Поездка в Италию Иванова

Голова Иоанна Крестителя (А.А. Иванов) К счастью, хотя Александр и унаследовал от отца скромность, доходившую почти до приниженности, рядом с ней в нем уже в ранних летах обнаружилась какая-то странная при этих условиях дерзость мысли, основывавшаяся на ощущении, что в глубине души его идет самостоятельное движение, очень значительная работа. Эта дерзость, развившаяся в нем только потому, что никто из окружающих не интересовался психологическими вопросами и не вторгался в тайники его внутренней жизни, была несомненной печатью божества и впоследствии всю жизнь спасала его. Она была тем двигателем, который помог Иванову не погрязнуть в мещанском болоте, а возвыситься до понимания прелести и высоты истинного просвещения — выкарабкаться из тьмы и духоты на свежий воздух. К счастью, было также, что в те важные для формации его ума и взглядов дни Иванов нашел себе достойного друга в лице пейзажиста Рабуса, неважного художника, но восторженного романтика, всем умом и сердцем влюбленного в искусство.

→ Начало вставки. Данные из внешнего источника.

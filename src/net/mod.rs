//! Network layer subsystem.
//!
//! # Data Flow
//! ```text
//! Incoming TCP connection
//!     → listener.rs (accept loop, quit-signal aware)
//!     → connection.rs (tracking guard, panic boundary, per-connection span)
//!     → caller's handler
//!         → relay.rs (optional: pipe to an upstream using buffer_pool.rs)
//! ```
//!
//! # Design Decisions
//! - Each connection is counted before its task is spawned, so a drain
//!   never misses one
//! - A failing or panicking connection never affects the listener
//! - Buffers are pooled per relay direction and returned on every exit path

pub mod buffer_pool;
pub mod connection;
pub mod listener;
pub mod relay;

pub use buffer_pool::{BufferPool, BufferPoolConfig, PooledBuffer};
pub use listener::{close, Listener, ListenerError, ListenerState};
pub use relay::{RelayError, StreamRelay};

В это-то время медленного вырабатывания Ивановым собственной личности, когда он в каждый миг мог прийти в отчаяние от сознания не только недосягаемости, но одной мутности своего идеала, бросить навсегда мечты об истинном искусстве и отдаться гнусненькому, но по крайней мере не беспокойному прозябанию наподобие всех близких ему людей, тогда неожиданно явилось ему на помощь одно внешнее обстоятельство, которое вырвало его из развращающей среды и дало ему возможность осмотреться и стать на ноги.

Общество поощрения художников, недавно так удачно употребившее деньги на посылку братьев Брюлловых за границу, обратило внимание на успехи Иванова в Академии и, когда он там, хоть и был признан достойным, не получил в качестве вольноприходящего ученика большой золотой медали, решилось дать ему эту медаль от себя и послать на свой счет в чужие края [В этих первых отношениях Общества к Иванову сразу проглянуло то, что и впоследствии заставляло так страдать его: с ним обращались свысока, чуть ли не как с крепостным (Брюллов был в лучших условиях, как сын иностранца). В Иванове воспитанием настолько была уничтожена способность протеста, что он безропотно переносил эту пытку (отсылка его за границу по разным причинам затянулась на целых 3 года). Он покорно выслушивал назидания и внушения членов Общества и с постоянной робостью представлял на их суд свои труды, часто далеко не одобряемые. Впрочем, терпел Иванов все это не только по неспособности к протесту, но и потому, что слишком для него важно было покинуть болото, в котором он вырос, и поискать тех путей, которые ведут к настоящему искусству. Чтоб не лишать себя возможности ехать за границу и всецело отдаться живописи, он даже решился, с невыразимой болью в сердце, отказаться от брака с любимой девушкой.].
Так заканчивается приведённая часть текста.